I pazienti liberi dal virus dell’Hiv sono diventati sette. L’ultimo caso riguarda un uomo che, ricevendo un trapianto di cellule staminali per curare un tumore del sangue, è risultato non essere più sieropositivo. Ma non solo: è anche il secondo dei sette pazienti ad aver ricevuto cellule staminali non resistenti al virus dell’Hiv, rafforzando quindi la tesi secondo cui le cellule resistenti all’Hiv potrebbero anche non essere necessarie per la guarigione. Lo studio è stato pubblicato su Nature da una team di ricercatori guidato dalla Charité – Universitätsmedizin Berlin, in Germania.

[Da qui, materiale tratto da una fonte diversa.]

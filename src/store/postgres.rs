//! PostgreSQL store.
//!
//! Table and column names are fixed SQL literals; every value is a bound
//! parameter. Multi-row writes (create, delete) run inside one database
//! transaction each.

use async_trait::async_trait;
use sqlx::{Postgres, Transaction};

use super::{BalanceStore, BalanceTransaction, CharacterRepository};
use crate::{
    db::DbPool,
    error::AppError,
    models::character::{
        CHARACTER_CREATURE_TYPE, Character, CharacterDefaults, CharacterId, CharacterUpdate,
        CreatureStats, NewCharacter,
    },
};

const SELECT_CHARACTERS: &str = r#"
    SELECT c.creature_id AS id, c.creature_name AS name, ch.gold AS gold
    FROM creatures c
    JOIN characters ch ON ch.character_id = c.creature_id
    WHERE c.creature_type = 'Character'
    ORDER BY c.creature_name, c.creature_id
"#;

const SELECT_CHARACTER: &str = r#"
    SELECT c.creature_id AS id, c.creature_name AS name, ch.gold AS gold
    FROM creatures c
    JOIN characters ch ON ch.character_id = c.creature_id
    WHERE c.creature_id = $1 AND c.creature_type = 'Character'
"#;

/// Character store backed by a PostgreSQL pool.
#[derive(Debug, Clone)]
pub struct PgStore {
    pool: DbPool,
    defaults: CharacterDefaults,
}

impl PgStore {
    pub fn new(pool: DbPool, defaults: CharacterDefaults) -> Self {
        Self { pool, defaults }
    }

    pub fn pool(&self) -> &DbPool {
        &self.pool
    }
}

/// Lock the `characters` row of `id`, failing with `CharacterNotFound` if absent.
async fn lock_character_row(
    tx: &mut Transaction<'static, Postgres>,
    id: CharacterId,
) -> Result<i64, AppError> {
    sqlx::query_scalar("SELECT gold FROM characters WHERE character_id = $1 FOR UPDATE")
        .bind(id)
        .fetch_optional(&mut **tx)
        .await?
        .ok_or(AppError::CharacterNotFound(id))
}

#[async_trait]
impl CharacterRepository for PgStore {
    async fn fetch_all(&self) -> Result<Vec<Character>, AppError> {
        let characters = sqlx::query_as::<_, Character>(SELECT_CHARACTERS)
            .fetch_all(&self.pool)
            .await?;
        Ok(characters)
    }

    async fn fetch_one(&self, id: CharacterId) -> Result<Character, AppError> {
        sqlx::query_as::<_, Character>(SELECT_CHARACTER)
            .bind(id)
            .fetch_optional(&self.pool)
            .await?
            .ok_or(AppError::CharacterNotFound(id))
    }

    async fn insert(&self, record: NewCharacter) -> Result<Character, AppError> {
        let stats = CreatureStats::STARTER;
        let mut tx = self.pool.begin().await?;

        // Parent creature row first; it assigns the id the character row shares
        let id: CharacterId = sqlx::query_scalar(
            r#"
            INSERT INTO creatures (
                creature_type, creature_name, hit_points, armor_class, speed, size, level, is_homebrew
            )
            VALUES ($1, $2, $3, $4, $5, $6, $7, $8)
            RETURNING creature_id
            "#,
        )
        .bind(CHARACTER_CREATURE_TYPE)
        .bind(&record.name)
        .bind(stats.hit_points)
        .bind(stats.armor_class)
        .bind(stats.speed)
        .bind(stats.size)
        .bind(stats.level)
        .bind(stats.is_homebrew)
        .fetch_one(&mut *tx)
        .await?;

        let race_id: Option<i32> =
            sqlx::query_scalar("SELECT race_id FROM races WHERE race_name = $1 LIMIT 1")
                .bind(&self.defaults.race)
                .fetch_optional(&mut *tx)
                .await?;

        let class_id: Option<i32> =
            sqlx::query_scalar("SELECT class_id FROM classes WHERE class_name = $1 LIMIT 1")
                .bind(&self.defaults.class)
                .fetch_optional(&mut *tx)
                .await?;

        sqlx::query(
            "INSERT INTO characters (character_id, race_id, class_id, gold) VALUES ($1, $2, $3, $4)",
        )
        .bind(id)
        .bind(race_id)
        .bind(class_id)
        .bind(record.gold)
        .execute(&mut *tx)
        .await?;

        tx.commit().await?;

        tracing::info!(character_id = id, name = %record.name, "Character created");

        Ok(Character {
            id,
            name: record.name,
            gold: record.gold,
        })
    }

    async fn update(
        &self,
        id: CharacterId,
        changes: CharacterUpdate,
    ) -> Result<Character, AppError> {
        let mut tx = self.pool.begin().await?;

        // Serialize with in-flight transfers on this row
        lock_character_row(&mut tx, id).await?;

        if let Some(name) = &changes.name {
            sqlx::query("UPDATE creatures SET creature_name = $1 WHERE creature_id = $2")
                .bind(name)
                .bind(id)
                .execute(&mut *tx)
                .await?;
        }

        if let Some(gold) = changes.gold {
            sqlx::query("UPDATE characters SET gold = $1 WHERE character_id = $2")
                .bind(gold)
                .bind(id)
                .execute(&mut *tx)
                .await?;
        }

        let character = sqlx::query_as::<_, Character>(SELECT_CHARACTER)
            .bind(id)
            .fetch_optional(&mut *tx)
            .await?
            .ok_or(AppError::CharacterNotFound(id))?;

        tx.commit().await?;

        Ok(character)
    }

    async fn delete(&self, id: CharacterId) -> Result<(), AppError> {
        let mut tx = self.pool.begin().await?;

        lock_character_row(&mut tx, id).await?;

        // Dependents first, then the character, then its creature
        sqlx::query("DELETE FROM character_classes WHERE character_id = $1")
            .bind(id)
            .execute(&mut *tx)
            .await?;
        sqlx::query("DELETE FROM character_spells WHERE character_id = $1")
            .bind(id)
            .execute(&mut *tx)
            .await?;
        sqlx::query("DELETE FROM character_combats WHERE creature_id = $1")
            .bind(id)
            .execute(&mut *tx)
            .await?;
        sqlx::query("DELETE FROM inventory WHERE creature_id = $1")
            .bind(id)
            .execute(&mut *tx)
            .await?;
        sqlx::query("DELETE FROM characters WHERE character_id = $1")
            .bind(id)
            .execute(&mut *tx)
            .await?;
        sqlx::query("DELETE FROM creatures WHERE creature_id = $1")
            .bind(id)
            .execute(&mut *tx)
            .await?;

        tx.commit().await?;

        tracing::info!(character_id = id, "Character deleted");

        Ok(())
    }

    async fn ping(&self) -> Result<(), AppError> {
        sqlx::query("SELECT 1").execute(&self.pool).await?;
        Ok(())
    }
}

#[async_trait]
impl BalanceStore for PgStore {
    async fn begin_transaction(&self) -> Result<Box<dyn BalanceTransaction>, AppError> {
        let tx = self.pool.begin().await?;
        Ok(Box::new(PgBalanceTransaction { tx }))
    }
}

/// Open PostgreSQL transaction over character balances.
///
/// sqlx rolls the transaction back when it is dropped uncommitted.
pub struct PgBalanceTransaction {
    tx: Transaction<'static, Postgres>,
}

#[async_trait]
impl BalanceTransaction for PgBalanceTransaction {
    async fn entity_exists(&mut self, id: CharacterId) -> Result<bool, AppError> {
        let exists: bool =
            sqlx::query_scalar("SELECT EXISTS(SELECT 1 FROM characters WHERE character_id = $1)")
                .bind(id)
                .fetch_one(&mut *self.tx)
                .await?;
        Ok(exists)
    }

    async fn lock_and_read_balance(&mut self, id: CharacterId) -> Result<i64, AppError> {
        lock_character_row(&mut self.tx, id).await
    }

    async fn apply_balance_delta(&mut self, id: CharacterId, delta: i64) -> Result<(), AppError> {
        let updated = sqlx::query("UPDATE characters SET gold = gold + $1 WHERE character_id = $2")
            .bind(delta)
            .bind(id)
            .execute(&mut *self.tx)
            .await?
            .rows_affected();

        if updated == 0 {
            return Err(AppError::CharacterNotFound(id));
        }
        Ok(())
    }

    async fn commit(self: Box<Self>) -> Result<(), AppError> {
        self.tx.commit().await?;
        Ok(())
    }

    async fn rollback(self: Box<Self>) -> Result<(), AppError> {
        self.tx.rollback().await?;
        Ok(())
    }
}
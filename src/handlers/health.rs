//! Health check endpoint for service monitoring.

use crate::{error::AppError, routes::AppState};
use axum::{Json, extract::State};
use chrono::{DateTime, Utc};
use serde::Serialize;

/// Health check response.
#[derive(Debug, Serialize)]
pub struct HealthResponse {
    pub status: String,
    pub database: String,
    pub timestamp: DateTime<Utc>,
}

/// Health check handler.
///
/// # Response (200 OK)
///
/// ```json
/// {
///   "status": "healthy",
///   "database": "connected",
///   "timestamp": "2025-12-21T19:00:00Z"
/// }
/// ```
///
/// If the store is unreachable, returns the standard error response.
pub async fn health_check(State(state): State<AppState>) -> Result<Json<HealthResponse>, AppError> {
    state.store.ping().await?;

    Ok(Json(HealthResponse {
        status: "healthy".to_string(),
        database: "connected".to_string(),
        timestamp: Utc::now(),
    }))
}
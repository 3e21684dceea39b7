//! PostgreSQL store tests.
//!
//! These need a live server: set `DATABASE_URL` and run
//! `cargo test -- --ignored`. `#[sqlx::test]` creates a fresh database per
//! test and applies `./migrations`.

use std::time::Duration;

use character_gold_server::{
    db,
    error::AppError,
    models::{
        character::{CharacterDefaults, CharacterUpdate, NewCharacter},
        transfer::TransferRequest,
    },
    services::transfer_service::{execute_transfer, transfer_balance},
    store::{CharacterRepository, PgStore},
};
use sqlx::PgPool;

fn store(pool: PgPool) -> PgStore {
    PgStore::new(pool, CharacterDefaults::default())
}

#[sqlx::test(migrations = "./migrations")]
#[ignore = "requires a PostgreSQL server at DATABASE_URL"]
async fn transfer_scenario(pool: PgPool) {
    let store = store(pool);
    let a = store.insert(NewCharacter::new("A", 100)).await.unwrap();
    let b = store.insert(NewCharacter::new("B", 50)).await.unwrap();

    let outcome = transfer_balance(&store, a.id, b.id, 30).await;
    assert!(outcome.ok, "{}", outcome.message);
    assert_eq!(store.fetch_one(a.id).await.unwrap().gold, 70);
    assert_eq!(store.fetch_one(b.id).await.unwrap().gold, 80);

    let err = execute_transfer(
        &store,
        TransferRequest {
            from_id: a.id,
            to_id: b.id,
            amount: 1000,
        },
    )
    .await
    .unwrap_err();
    assert!(matches!(
        err,
        AppError::InsufficientGold {
            available: 70,
            requested: 1000
        }
    ));
    assert_eq!(store.fetch_one(a.id).await.unwrap().gold, 70);
    assert_eq!(store.fetch_one(b.id).await.unwrap().gold, 80);
}

#[sqlx::test(migrations = "./migrations")]
#[ignore = "requires a PostgreSQL server at DATABASE_URL"]
async fn opposite_direction_transfers_complete(pool: PgPool) {
    let store = store(pool);
    let a = store.insert(NewCharacter::new("A", 500)).await.unwrap();
    let b = store.insert(NewCharacter::new("B", 500)).await.unwrap();

    let mut handles = Vec::new();
    for i in 0..40 {
        let store = store.clone();
        let (from, to) = if i % 2 == 0 { (a.id, b.id) } else { (b.id, a.id) };
        handles.push(tokio::spawn(async move {
            transfer_balance(&store, from, to, 3).await
        }));
    }
    for handle in handles {
        let outcome = handle.await.unwrap();
        assert!(outcome.ok, "{}", outcome.message);
    }

    assert_eq!(store.fetch_one(a.id).await.unwrap().gold, 500);
    assert_eq!(store.fetch_one(b.id).await.unwrap().gold, 500);
}

#[sqlx::test(migrations = "./migrations")]
#[ignore = "requires a PostgreSQL server at DATABASE_URL"]
async fn insert_links_default_race_and_class(pool: PgPool) {
    let store = store(pool);
    let character = store.insert(NewCharacter::new("Eowyn", 10)).await.unwrap();

    let (race, class): (Option<String>, Option<String>) = sqlx::query_as(
        r#"
        SELECT r.race_name, cl.class_name
        FROM characters ch
        LEFT JOIN races r ON r.race_id = ch.race_id
        LEFT JOIN classes cl ON cl.class_id = ch.class_id
        WHERE ch.character_id = $1
        "#,
    )
    .bind(character.id)
    .fetch_one(store.pool())
    .await
    .unwrap();

    assert_eq!(race.as_deref(), Some("Human"));
    assert_eq!(class.as_deref(), Some("Fighter"));
}

#[sqlx::test(migrations = "./migrations")]
#[ignore = "requires a PostgreSQL server at DATABASE_URL"]
async fn update_and_delete_with_dependents(pool: PgPool) {
    let store = store(pool);
    let character = store.insert(NewCharacter::new("Faramir", 10)).await.unwrap();

    let updated = store
        .update(
            character.id,
            CharacterUpdate {
                name: None,
                gold: Some(99),
            },
        )
        .await
        .unwrap();
    assert_eq!(updated.gold, 99);
    assert_eq!(updated.name, "Faramir");

    sqlx::query("INSERT INTO inventory (creature_id, item_name) VALUES ($1, 'Horn')")
        .bind(character.id)
        .execute(store.pool())
        .await
        .unwrap();
    sqlx::query("INSERT INTO character_spells (character_id, spell_name) VALUES ($1, 'Light')")
        .bind(character.id)
        .execute(store.pool())
        .await
        .unwrap();

    store.delete(character.id).await.unwrap();

    assert!(matches!(
        store.fetch_one(character.id).await,
        Err(AppError::CharacterNotFound(_))
    ));
    let leftovers: i64 = sqlx::query_scalar("SELECT COUNT(*) FROM inventory WHERE creature_id = $1")
        .bind(character.id)
        .fetch_one(store.pool())
        .await
        .unwrap();
    assert_eq!(leftovers, 0);
}

#[sqlx::test(migrations = "./migrations")]
#[ignore = "requires a PostgreSQL server at DATABASE_URL"]
async fn lock_timeout_is_reported_as_retryable(pool: PgPool) {
    let store = store(pool.clone());
    let a = store.insert(NewCharacter::new("A", 100)).await.unwrap();
    let b = store.insert(NewCharacter::new("B", 50)).await.unwrap();

    let mut holder = pool.begin().await.unwrap();
    sqlx::query("SELECT gold FROM characters WHERE character_id = $1 FOR UPDATE")
        .bind(b.id)
        .execute(&mut *holder)
        .await
        .unwrap();

    let short_wait = db::pool_options(2, Duration::from_millis(100))
        .connect_with((*pool.connect_options()).clone())
        .await
        .unwrap();
    let contended = PgStore::new(short_wait, CharacterDefaults::default());

    // 55P03 lock_not_available
    let outcome = transfer_balance(&contended, a.id, b.id, 30).await;
    assert!(!outcome.ok);
    assert!(outcome.retryable, "{}", outcome.message);
    assert_eq!(outcome.code, Some("transient_store_error"));

    holder.rollback().await.unwrap();
    assert_eq!(store.fetch_one(a.id).await.unwrap().gold, 100);
    assert_eq!(store.fetch_one(b.id).await.unwrap().gold, 50);

    let outcome = transfer_balance(&contended, a.id, b.id, 30).await;
    assert!(outcome.ok, "{}", outcome.message);
}

#[sqlx::test(migrations = "./migrations")]
#[ignore = "requires a PostgreSQL server at DATABASE_URL"]
async fn other_creatures_are_not_characters(pool: PgPool) {
    let store = store(pool);
    let hero = store.insert(NewCharacter::new("Eomer", 10)).await.unwrap();

    let monster_id: i32 = sqlx::query_scalar(
        "INSERT INTO creatures (creature_type, creature_name) VALUES ('Monster', 'Troll') RETURNING creature_id",
    )
    .fetch_one(store.pool())
    .await
    .unwrap();
    sqlx::query("INSERT INTO characters (character_id, gold) VALUES ($1, 7)")
        .bind(monster_id)
        .execute(store.pool())
        .await
        .unwrap();

    assert!(matches!(
        store.fetch_one(monster_id).await,
        Err(AppError::CharacterNotFound(id)) if id == monster_id
    ));
    let listed: Vec<_> = store
        .fetch_all()
        .await
        .unwrap()
        .into_iter()
        .map(|c| c.id)
        .collect();
    assert_eq!(listed, vec![hero.id]);
}
//! Gold transfer request/response types.

use serde::{Deserialize, Serialize};

use super::character::CharacterId;
use crate::error::AppError;

/// Request to move gold from one character to another.
///
/// # JSON Example
///
/// ```json
/// {
///   "from_id": 1,
///   "to_id": 2,
///   "amount": 30
/// }
/// ```
#[derive(Debug, Clone, Copy, PartialEq, Eq, Deserialize, Serialize)]
pub struct TransferRequest {
    pub from_id: CharacterId,
    pub to_id: CharacterId,
    pub amount: i64,
}

/// Result of a committed transfer, with both balances as of the commit.
#[derive(Debug, Clone, Copy, PartialEq, Eq, Serialize)]
pub struct TransferReceipt {
    pub from_id: CharacterId,
    pub to_id: CharacterId,
    pub amount: i64,
    pub from_gold: i64,
    pub to_gold: i64,
}

/// Outcome reported to callers of the transfer operation.
///
/// Exactly one of a success message or a failure reason is reported per call.
///
/// # JSON Example
///
/// ```json
/// {
///   "ok": false,
///   "message": "Gold transfer failed: Insufficient gold: 70 available, 1000 requested",
///   "code": "insufficient_gold",
///   "retryable": false
/// }
/// ```
#[derive(Debug, Clone, PartialEq, Eq, Serialize)]
pub struct TransferOutcome {
    pub ok: bool,
    pub message: String,

    /// Error code of the failure, absent on success
    #[serde(skip_serializing_if = "Option::is_none")]
    pub code: Option<&'static str>,

    /// Whether the same call may succeed if repeated
    pub retryable: bool,

    /// Balances after the transfer, present on success
    #[serde(skip_serializing_if = "Option::is_none")]
    pub receipt: Option<TransferReceipt>,
}

impl From<Result<TransferReceipt, AppError>> for TransferOutcome {
    fn from(result: Result<TransferReceipt, AppError>) -> Self {
        match result {
            Ok(receipt) => Self {
                ok: true,
                message: format!(
                    "Transferred {} gold from character {} to character {}",
                    receipt.amount, receipt.from_id, receipt.to_id
                ),
                code: None,
                retryable: false,
                receipt: Some(receipt),
            },
            Err(err) => Self {
                ok: false,
                message: format!("Gold transfer failed: {}", err.public_message()),
                code: Some(err.code()),
                retryable: err.is_retryable(),
                receipt: None,
            },
        }
    }
}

Il virus dell’Hiv e la rara mutazione genetica
Ricordiamo brevemente che il primo paziente libero dall’Hiv, o virus dell’immunodeficienza umana, è stata Timothy Ray Brown, noto anche come paziente di Berlino, nel 2009. Da lì, cinque persone, tra cui il paziente di Londra e il paziente di Dusseldorf, sono guarite dall’Hiv dopo aver ricevuto un trapianto di cellule staminali da donatori portatori di una rara mutazione genetica che resiste all’infezione dell’Hiv (di cui solo l’1% della popolazione ne è provvista) e capace di eliminare la proteina Ccr5, che il virus usa solitamente per entrare nelle cellule del sangue. Come vi abbiamo raccontato, tuttavia, lo scorso anno un sesto paziente, ribattezzato come paziente di Ginevra, è stato dichiarato libero dal virus dell’Hiv per più di due anni dopo aver ricevuto cellule staminali normali, o meglio prive della mutazione genetica Ccr5. “Si riteneva che l’utilizzo di queste cellule staminali resistenti all’Hiv fosse essenziale”, ha commentato l’autore Christian Gaebler. “Vedere che è possibile una cura senza questa resistenza ci offre più opzioni per curare l’Hiv”.
Il settimo paziente
Sebbene molti esperti ritengano che il periodo di circa due anni senza virus non sia abbastanza per dimostrare una guarigione effettiva del paziente di Ginevra, questo ultimo caso rafforza invece questa tesi, dimostrando una remissione. Si tratta di un uomo affetto dall’Hiv che, nell’ottobre 2015, ha ricevuto cellule staminali per curare la leucemia mieloide acuta. Durante il trattamento, gli è stata somministrata una chemioterapia per annientate la stragrande maggioranza delle sue cellule immunitarie, lasciando spazio alle cellule staminali del donatore. Tuttavia, non essendo disponibile un donatore omozigote per la Ccr5, i medici hanno fatto ricorso a un donatore eterozigote, ossia con una copia normale e una mutata del gene Ccr5. Tre anni dopo il trapianto, il paziente ha interrotto la terapia antiretrovirale (Art), e poco dopo il team non ha più trovato tracce del virus nei suoi campioni di sangue. Da allora è rimasto libero dal virus abbastanza a lungo per essere considerato “guarito”.
Le prospettive future
I risultati del nuovo studio confermano quindi come le doppie copie della mutazione genetica Ccr5 non siano un requisito essenziale per raggiungere la remissione del virus dell’Hiv, spostando l’attenzione dalla ricerca di rari donatori. E che, di conseguenza, un bacino di trapianti di cellule staminali più ampio di quanto pensassimo, compresi appunto quelli senza due copie della mutazione genetica Ccr5, “potrebbe potenzialmente curare l’Hiv”, ha spiegato al New Scientist Gaebler, sottolineando che è probabile che molti fattori, come la genetica del ricevente e del donatore, debbano allinearsi affinché ciò funzioni: in questo caso l’uomo era portatore di una copia della mutazione Ccr5, e ciò “potrebbe aver reso più facile la remissione del virus”, conclude l’esperto. “Ciò significa che la maggior parte delle persone che ricevono i trapianti di cellule staminali per l’Hiv e il tumore del sangue dovrebbero prevedere, ove possibile, l’impiego di cellule staminali resistenti all’Hiv”. È importante, infine, sottolineare che i pazienti con Hiv, ma non oncologici, “non possono trarre beneficio dai trapianti di cellule staminali, poiché si tratta di una procedura molto rischiosa che può portare a infezioni potenzialmente letali”, ha concluso Gaebler.